2) Strong recurring income. The Group’s earnings are also supported by its crane manufacturing (Favelle Favco), shipyard and concession segments which could provide favourable recurring income. Having its niche in manufacturing customised cranes, Favelle Favco has been receiving consistent orders particularly from its returning customers. Meanwhile, its Cambodian airport concession has been providing increasing cashflow each year, largely supported by the strong tourism
growth in the country.
3) Cheapest O&G related stock. Valuation is attractive at FY14-15 PE of 6-7x, backed by strong ROE of 21-22% and estimated double-digit forward annual EPS growth. We like this stock for its significant exposure to O&G, while gaining
earnings diversification from other segments. BUY at RM3.10 TP
Gamuda Buy At RM5.40 Target Price
1) Still the best MRT proxy. Gamuda remains the most leveraged proxy to the MRT project. The next positive catalyst is cabinet approval and PDP appointment for Line 2. The revival of the southern double-tracking project will help fill the potential earnings gap for construction in FY16. Both FY14 and FY15 will be peak years for MRT Line 1 for Gamuda, while Line 2 will only contribute in FY17.

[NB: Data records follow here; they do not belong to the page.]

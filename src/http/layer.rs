//! Middleware binding a request-scoped logger into every request.
//!
//! The layer reads the request's existing [`Context`] extension (or starts
//! from the background context), binds its logger with `request_id`,
//! `method` and `path` fields, and stores the derived context back into the
//! request extensions before calling the inner service.

use std::convert::Infallible;
use std::task::Poll;

use axum::extract::FromRequestParts;
use axum::http::request::Parts;
use axum::http::Request;
use tower::{Layer, Service};

use crate::binding::set_logger;
use crate::context::Context;
use crate::http::request::request_id;
use crate::logger::{self, Logger};

/// Layer that attaches a logging [`Context`] to each request.
#[derive(Debug, Clone)]
pub struct ContextLayer {
    logger: Logger,
}

impl ContextLayer {
    /// Bind children of `logger` into requests.
    pub fn new(logger: Logger) -> Self {
        Self { logger }
    }
}

impl Default for ContextLayer {
    fn default() -> Self {
        Self::new(logger::new(o!()))
    }
}

impl<S> Layer<S> for ContextLayer {
    type Service = ContextService<S>;

    fn layer(&self, inner: S) -> Self::Service {
        ContextService {
            inner,
            logger: self.logger.clone(),
        }
    }
}

/// Service produced by [`ContextLayer`].
#[derive(Debug, Clone)]
pub struct ContextService<S> {
    inner: S,
    logger: Logger,
}

impl<S, B> Service<Request<B>> for ContextService<S>
where
    S: Service<Request<B>>,
{
    type Response = S::Response;
    type Error = S::Error;
    type Future = S::Future;

    fn poll_ready(&mut self, cx: &mut std::task::Context<'_>) -> Poll<Result<(), Self::Error>> {
        self.inner.poll_ready(cx)
    }

    fn call(&mut self, mut req: Request<B>) -> Self::Future {
        let parent = req.extensions().get::<Context>().cloned().unwrap_or_default();
        let ctx = set_logger(
            &parent,
            &self.logger,
            o!(
                "request_id" => request_id(&req),
                "method" => req.method().to_string(),
                "path" => req.uri().path().to_string(),
            ),
        );
        req.extensions_mut().insert(ctx);
        self.inner.call(req)
    }
}

/// Extracts the request [`Context`]; the background context when no
/// [`ContextLayer`] ran.
impl<S> FromRequestParts<S> for Context
where
    S: Send + Sync,
{
    type Rejection = Infallible;

    async fn from_request_parts(parts: &mut Parts, _state: &S) -> Result<Self, Self::Rejection> {
        Ok(parts.extensions.get::<Context>().cloned().unwrap_or_default())
    }
}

2) Replenishing its land bank. The post-budget announcement of property cooling measures has not been materially affected Gamuda’s property sales. 1QFY14 property sales were RM575m (+72%) and are on track to beat its RM1.9bn sales target for FY14. There is concern of a potential slowdown at Iskandar due to over-building and higher minimum purchase limit of RM1m per property for foreigners. But the impact should be mild on Horizon Hills which appears to attract more genuine buyers, and the minimum price of the properties there is RM800k. IJM is also finalising three key land deals in Sabah, Iskandar and Klang Valley, with RM8bn in combined GDV.
3) BUY, TP RM5.40.Valuations are still tracking mean levels and should rerate once there is more newsflow on MRT Line 2 and southern double tracking. We still expect substantial special dividends from the sale of Splash but investors may have to wait longer.